Saved data entries:
::::::::::

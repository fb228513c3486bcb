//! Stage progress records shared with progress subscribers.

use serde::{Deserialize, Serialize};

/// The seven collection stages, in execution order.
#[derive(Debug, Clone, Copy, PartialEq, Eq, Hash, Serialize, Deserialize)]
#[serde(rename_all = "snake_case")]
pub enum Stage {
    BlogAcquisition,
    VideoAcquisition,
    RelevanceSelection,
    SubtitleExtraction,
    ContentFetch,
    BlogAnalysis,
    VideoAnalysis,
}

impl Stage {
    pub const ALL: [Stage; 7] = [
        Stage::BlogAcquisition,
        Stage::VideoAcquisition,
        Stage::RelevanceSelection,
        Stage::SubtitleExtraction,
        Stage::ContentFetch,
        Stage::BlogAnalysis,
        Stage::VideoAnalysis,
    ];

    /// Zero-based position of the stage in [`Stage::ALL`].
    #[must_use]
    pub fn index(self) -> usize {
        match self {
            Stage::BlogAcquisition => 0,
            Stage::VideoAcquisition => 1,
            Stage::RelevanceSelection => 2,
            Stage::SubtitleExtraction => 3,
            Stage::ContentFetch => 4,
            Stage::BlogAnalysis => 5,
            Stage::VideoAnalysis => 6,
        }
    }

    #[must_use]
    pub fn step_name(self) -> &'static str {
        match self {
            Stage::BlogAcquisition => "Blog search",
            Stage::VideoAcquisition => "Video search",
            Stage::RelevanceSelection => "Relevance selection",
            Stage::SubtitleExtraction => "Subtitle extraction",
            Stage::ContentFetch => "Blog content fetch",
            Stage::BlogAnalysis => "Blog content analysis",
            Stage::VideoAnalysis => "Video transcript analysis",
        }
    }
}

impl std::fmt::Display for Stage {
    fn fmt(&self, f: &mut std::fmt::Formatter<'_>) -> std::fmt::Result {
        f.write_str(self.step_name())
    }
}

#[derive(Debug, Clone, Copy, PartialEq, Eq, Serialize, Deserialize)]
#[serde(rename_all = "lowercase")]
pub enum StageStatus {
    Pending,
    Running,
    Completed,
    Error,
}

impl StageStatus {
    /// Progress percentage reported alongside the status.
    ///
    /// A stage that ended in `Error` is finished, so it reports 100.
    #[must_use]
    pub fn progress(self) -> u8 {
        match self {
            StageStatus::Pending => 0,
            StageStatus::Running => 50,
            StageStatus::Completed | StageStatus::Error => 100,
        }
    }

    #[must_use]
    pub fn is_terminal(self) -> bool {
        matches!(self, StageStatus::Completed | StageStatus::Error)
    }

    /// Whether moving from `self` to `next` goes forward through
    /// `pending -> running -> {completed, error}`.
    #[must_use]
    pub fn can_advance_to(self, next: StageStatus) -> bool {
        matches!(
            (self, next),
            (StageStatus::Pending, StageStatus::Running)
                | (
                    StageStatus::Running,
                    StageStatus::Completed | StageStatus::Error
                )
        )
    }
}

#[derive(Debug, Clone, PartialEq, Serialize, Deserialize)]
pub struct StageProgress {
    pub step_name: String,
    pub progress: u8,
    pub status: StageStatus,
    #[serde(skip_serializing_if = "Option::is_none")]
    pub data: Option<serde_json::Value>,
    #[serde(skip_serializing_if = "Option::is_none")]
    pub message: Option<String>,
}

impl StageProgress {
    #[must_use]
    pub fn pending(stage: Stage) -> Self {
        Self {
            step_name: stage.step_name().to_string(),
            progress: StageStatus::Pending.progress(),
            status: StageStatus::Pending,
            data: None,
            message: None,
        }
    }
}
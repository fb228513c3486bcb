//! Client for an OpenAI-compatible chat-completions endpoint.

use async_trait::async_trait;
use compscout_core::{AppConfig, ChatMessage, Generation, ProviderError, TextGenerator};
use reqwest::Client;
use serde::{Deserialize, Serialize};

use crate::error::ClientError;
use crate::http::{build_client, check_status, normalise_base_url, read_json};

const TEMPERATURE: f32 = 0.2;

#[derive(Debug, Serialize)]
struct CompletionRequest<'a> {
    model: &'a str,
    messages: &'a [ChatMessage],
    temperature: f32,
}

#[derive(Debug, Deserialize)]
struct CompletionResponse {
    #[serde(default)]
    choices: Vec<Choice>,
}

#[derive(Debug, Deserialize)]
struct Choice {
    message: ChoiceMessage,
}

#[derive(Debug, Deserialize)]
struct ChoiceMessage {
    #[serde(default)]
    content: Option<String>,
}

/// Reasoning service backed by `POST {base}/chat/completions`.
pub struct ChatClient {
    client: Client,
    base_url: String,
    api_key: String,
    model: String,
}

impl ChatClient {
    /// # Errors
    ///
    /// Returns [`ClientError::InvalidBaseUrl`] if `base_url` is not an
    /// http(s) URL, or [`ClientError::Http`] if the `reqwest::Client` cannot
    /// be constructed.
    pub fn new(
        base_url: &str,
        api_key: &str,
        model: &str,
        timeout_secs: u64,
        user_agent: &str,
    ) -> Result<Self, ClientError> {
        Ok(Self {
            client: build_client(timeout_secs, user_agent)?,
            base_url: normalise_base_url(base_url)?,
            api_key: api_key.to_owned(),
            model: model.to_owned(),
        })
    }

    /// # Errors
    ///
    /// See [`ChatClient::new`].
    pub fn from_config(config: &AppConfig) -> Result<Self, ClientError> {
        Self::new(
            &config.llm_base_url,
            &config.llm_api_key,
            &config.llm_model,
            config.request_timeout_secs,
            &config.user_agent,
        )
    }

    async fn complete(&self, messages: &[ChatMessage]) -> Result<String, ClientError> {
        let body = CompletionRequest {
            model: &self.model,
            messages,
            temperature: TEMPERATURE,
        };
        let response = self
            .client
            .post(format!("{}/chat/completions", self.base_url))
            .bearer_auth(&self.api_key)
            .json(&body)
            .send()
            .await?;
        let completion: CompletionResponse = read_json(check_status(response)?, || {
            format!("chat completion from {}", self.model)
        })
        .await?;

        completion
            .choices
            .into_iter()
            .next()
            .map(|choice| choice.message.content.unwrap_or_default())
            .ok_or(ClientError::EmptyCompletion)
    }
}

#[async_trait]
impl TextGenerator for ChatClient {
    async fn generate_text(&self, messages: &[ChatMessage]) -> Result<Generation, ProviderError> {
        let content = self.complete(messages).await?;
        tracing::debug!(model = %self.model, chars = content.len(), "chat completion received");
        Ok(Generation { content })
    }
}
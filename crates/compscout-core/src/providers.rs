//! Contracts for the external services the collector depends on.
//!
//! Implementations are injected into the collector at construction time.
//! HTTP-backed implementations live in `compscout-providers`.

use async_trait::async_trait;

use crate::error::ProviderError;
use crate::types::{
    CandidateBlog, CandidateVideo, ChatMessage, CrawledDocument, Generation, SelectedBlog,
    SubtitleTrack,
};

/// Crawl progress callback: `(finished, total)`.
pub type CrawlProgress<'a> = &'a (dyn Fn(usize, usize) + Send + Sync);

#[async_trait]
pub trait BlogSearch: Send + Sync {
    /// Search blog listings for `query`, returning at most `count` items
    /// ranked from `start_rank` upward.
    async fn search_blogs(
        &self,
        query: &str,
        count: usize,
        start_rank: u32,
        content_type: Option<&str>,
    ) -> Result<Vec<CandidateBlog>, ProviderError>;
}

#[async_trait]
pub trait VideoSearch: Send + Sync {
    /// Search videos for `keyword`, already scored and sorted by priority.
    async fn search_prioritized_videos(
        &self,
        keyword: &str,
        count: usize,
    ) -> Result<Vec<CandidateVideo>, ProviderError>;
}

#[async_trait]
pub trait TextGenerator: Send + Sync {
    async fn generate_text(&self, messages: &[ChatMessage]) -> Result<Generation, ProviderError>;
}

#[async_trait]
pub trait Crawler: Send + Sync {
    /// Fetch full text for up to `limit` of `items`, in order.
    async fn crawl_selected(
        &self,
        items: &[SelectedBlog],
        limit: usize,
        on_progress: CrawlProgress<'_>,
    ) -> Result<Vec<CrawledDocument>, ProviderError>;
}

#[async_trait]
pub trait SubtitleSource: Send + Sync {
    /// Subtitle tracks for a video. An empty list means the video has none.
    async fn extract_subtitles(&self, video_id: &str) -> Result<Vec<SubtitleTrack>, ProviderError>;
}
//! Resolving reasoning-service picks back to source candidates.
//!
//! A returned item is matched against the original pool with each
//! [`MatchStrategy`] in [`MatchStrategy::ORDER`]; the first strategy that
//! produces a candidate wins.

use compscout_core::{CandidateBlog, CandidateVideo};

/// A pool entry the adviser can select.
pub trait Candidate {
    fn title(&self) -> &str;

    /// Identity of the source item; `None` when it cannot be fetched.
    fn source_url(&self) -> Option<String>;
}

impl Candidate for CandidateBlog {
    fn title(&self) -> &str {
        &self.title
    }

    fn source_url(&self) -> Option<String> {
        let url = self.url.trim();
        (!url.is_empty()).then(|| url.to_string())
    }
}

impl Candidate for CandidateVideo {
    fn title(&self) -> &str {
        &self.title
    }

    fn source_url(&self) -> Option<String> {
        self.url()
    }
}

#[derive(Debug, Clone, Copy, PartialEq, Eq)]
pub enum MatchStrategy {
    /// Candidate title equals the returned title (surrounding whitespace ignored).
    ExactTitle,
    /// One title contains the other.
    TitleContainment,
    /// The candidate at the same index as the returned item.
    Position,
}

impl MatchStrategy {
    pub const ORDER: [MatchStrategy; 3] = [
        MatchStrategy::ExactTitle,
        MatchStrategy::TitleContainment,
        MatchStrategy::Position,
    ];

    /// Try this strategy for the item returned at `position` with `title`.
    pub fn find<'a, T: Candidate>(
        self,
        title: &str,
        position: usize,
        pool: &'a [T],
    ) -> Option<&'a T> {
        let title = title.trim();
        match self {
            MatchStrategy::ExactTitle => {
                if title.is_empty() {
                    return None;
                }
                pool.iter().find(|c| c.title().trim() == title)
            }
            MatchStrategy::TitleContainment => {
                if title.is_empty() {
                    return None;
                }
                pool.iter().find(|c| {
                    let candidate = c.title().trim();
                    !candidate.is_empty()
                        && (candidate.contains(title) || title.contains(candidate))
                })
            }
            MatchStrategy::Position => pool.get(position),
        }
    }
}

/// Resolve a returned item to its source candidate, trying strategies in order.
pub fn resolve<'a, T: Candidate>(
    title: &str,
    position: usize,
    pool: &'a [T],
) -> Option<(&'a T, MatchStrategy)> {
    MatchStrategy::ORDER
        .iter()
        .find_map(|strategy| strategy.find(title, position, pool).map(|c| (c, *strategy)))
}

::::::::::

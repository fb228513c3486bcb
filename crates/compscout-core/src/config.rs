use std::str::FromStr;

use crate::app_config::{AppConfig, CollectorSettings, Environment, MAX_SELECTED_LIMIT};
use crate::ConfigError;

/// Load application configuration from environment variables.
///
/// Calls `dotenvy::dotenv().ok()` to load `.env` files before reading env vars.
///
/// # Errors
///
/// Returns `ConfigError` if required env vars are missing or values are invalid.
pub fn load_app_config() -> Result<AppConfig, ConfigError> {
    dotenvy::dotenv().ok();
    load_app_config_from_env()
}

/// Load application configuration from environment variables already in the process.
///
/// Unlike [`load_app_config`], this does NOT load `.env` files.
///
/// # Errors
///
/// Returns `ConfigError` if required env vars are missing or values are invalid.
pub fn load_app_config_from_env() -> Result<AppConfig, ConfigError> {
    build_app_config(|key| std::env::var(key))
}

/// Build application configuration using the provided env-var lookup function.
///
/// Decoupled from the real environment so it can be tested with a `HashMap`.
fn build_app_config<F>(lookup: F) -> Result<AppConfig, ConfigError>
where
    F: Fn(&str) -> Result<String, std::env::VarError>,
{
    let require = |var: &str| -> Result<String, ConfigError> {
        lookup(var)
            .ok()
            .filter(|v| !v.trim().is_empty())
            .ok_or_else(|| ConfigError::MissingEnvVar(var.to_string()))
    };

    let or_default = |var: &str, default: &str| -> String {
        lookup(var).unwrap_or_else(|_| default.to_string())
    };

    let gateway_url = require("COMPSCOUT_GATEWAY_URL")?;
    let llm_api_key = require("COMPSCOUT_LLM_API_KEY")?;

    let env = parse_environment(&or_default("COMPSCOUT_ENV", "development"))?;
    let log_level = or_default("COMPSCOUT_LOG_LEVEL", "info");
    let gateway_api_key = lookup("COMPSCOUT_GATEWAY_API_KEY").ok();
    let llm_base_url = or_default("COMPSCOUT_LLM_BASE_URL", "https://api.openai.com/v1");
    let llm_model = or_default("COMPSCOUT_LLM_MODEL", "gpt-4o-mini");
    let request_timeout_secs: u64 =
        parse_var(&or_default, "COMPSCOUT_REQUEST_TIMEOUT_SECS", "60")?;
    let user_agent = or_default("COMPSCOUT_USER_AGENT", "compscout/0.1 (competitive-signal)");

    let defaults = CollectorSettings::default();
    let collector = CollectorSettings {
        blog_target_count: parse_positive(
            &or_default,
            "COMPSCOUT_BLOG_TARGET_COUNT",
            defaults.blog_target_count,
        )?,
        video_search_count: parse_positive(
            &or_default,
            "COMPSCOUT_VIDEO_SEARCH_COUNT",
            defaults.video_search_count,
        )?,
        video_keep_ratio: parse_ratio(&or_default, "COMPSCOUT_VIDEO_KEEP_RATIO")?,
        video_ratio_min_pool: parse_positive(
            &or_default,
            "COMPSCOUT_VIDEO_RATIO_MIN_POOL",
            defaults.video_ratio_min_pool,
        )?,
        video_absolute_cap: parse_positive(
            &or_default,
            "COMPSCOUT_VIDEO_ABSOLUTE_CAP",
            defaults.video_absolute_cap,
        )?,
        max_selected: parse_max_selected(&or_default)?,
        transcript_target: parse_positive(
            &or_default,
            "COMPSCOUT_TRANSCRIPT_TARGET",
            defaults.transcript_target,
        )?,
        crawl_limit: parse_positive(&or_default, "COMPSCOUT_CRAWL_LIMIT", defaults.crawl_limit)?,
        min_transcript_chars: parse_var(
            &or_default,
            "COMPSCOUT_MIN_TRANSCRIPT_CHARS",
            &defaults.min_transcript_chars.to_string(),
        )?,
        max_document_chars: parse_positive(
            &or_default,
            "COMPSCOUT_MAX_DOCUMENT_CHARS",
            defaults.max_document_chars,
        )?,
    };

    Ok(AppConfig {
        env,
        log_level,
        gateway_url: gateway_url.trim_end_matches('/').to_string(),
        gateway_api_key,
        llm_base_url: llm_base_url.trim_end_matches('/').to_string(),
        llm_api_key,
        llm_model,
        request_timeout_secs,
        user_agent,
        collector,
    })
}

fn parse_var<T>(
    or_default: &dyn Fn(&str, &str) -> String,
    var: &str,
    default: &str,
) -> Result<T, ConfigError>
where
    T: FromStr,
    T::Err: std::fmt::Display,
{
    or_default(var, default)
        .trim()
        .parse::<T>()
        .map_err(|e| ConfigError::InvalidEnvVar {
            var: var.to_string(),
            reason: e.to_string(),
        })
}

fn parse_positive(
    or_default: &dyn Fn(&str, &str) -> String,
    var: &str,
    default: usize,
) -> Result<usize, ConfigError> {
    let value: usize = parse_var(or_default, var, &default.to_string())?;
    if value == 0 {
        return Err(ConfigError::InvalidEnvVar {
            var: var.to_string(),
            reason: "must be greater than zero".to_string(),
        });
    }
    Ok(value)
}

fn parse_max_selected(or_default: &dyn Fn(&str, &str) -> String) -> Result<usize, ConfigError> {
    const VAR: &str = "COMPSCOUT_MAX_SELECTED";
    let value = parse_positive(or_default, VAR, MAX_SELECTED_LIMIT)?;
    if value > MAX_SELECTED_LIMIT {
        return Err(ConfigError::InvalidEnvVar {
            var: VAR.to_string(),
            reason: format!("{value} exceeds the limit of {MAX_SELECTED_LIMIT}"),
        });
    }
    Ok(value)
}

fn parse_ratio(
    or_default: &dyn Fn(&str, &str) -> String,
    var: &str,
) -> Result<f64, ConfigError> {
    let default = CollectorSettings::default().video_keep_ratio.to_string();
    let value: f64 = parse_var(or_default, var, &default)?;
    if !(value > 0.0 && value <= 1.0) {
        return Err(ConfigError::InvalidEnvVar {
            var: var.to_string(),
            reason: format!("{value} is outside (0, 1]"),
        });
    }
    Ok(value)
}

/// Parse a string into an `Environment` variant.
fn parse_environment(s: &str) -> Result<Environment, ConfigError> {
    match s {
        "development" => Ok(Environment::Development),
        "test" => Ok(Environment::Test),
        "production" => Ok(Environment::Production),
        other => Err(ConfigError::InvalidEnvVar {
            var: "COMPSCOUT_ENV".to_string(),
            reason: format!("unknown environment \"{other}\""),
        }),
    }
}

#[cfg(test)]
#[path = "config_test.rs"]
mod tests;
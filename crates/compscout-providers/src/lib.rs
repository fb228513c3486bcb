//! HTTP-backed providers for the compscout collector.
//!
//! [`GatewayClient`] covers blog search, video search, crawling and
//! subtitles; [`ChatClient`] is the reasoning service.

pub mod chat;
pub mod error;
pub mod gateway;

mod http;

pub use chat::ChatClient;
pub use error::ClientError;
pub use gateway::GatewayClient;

::::::::::

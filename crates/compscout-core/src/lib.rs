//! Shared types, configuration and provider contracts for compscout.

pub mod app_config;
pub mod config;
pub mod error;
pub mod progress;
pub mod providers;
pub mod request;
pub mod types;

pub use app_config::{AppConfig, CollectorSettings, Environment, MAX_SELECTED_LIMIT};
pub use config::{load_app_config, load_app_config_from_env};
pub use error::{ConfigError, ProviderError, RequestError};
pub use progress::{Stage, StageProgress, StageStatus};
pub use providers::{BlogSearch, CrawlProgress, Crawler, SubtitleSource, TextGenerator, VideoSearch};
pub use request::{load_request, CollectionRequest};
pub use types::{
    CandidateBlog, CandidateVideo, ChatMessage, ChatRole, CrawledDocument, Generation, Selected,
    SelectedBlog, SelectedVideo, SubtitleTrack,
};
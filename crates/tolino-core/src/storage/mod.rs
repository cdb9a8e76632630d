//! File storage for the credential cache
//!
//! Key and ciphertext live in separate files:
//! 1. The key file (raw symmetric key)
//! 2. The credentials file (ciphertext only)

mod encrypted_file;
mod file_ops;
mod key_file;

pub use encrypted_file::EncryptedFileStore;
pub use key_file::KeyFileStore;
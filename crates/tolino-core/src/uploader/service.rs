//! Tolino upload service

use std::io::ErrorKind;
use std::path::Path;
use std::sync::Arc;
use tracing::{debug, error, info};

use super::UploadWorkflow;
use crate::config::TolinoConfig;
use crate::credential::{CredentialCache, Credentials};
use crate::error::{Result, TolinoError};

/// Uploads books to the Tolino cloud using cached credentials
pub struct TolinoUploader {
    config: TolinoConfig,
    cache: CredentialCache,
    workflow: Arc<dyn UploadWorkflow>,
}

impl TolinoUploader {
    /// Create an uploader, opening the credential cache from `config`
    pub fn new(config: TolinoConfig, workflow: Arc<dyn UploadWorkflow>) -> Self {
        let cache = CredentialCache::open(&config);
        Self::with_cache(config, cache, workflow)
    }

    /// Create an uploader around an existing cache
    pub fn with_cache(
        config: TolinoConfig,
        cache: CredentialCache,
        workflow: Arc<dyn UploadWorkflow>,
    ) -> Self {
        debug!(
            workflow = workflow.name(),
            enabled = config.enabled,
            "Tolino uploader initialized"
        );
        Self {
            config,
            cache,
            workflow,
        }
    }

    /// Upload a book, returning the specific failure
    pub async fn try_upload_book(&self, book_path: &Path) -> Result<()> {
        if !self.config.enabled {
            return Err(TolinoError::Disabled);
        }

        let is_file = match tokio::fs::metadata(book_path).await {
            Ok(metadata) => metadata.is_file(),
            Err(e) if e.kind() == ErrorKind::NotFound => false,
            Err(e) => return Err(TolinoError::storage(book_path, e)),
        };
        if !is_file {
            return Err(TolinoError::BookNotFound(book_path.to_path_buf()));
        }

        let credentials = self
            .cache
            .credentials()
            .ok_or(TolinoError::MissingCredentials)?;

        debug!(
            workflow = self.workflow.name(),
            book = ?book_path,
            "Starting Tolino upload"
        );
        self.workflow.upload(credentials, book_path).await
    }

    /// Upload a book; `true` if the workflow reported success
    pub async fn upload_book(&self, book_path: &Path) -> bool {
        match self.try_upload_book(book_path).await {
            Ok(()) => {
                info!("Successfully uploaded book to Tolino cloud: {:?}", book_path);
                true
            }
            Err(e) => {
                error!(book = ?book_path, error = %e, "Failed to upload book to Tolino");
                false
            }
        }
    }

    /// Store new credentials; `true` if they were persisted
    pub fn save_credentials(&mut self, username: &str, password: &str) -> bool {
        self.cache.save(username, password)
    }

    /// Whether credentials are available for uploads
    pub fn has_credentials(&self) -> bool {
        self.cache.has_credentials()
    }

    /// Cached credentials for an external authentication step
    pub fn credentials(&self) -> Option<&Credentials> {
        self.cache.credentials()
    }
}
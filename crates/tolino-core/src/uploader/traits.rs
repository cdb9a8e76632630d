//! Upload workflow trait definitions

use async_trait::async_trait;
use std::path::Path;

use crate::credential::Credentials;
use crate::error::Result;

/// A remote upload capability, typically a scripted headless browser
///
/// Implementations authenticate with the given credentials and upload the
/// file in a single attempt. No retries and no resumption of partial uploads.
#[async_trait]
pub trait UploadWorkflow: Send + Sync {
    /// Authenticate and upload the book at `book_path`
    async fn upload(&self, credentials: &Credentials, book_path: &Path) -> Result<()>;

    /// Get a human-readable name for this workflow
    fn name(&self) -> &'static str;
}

::::::::::

## What you should do
Each line of the data that has the string "true" counts once; give the total and nothing else.

## Output for this exercise
3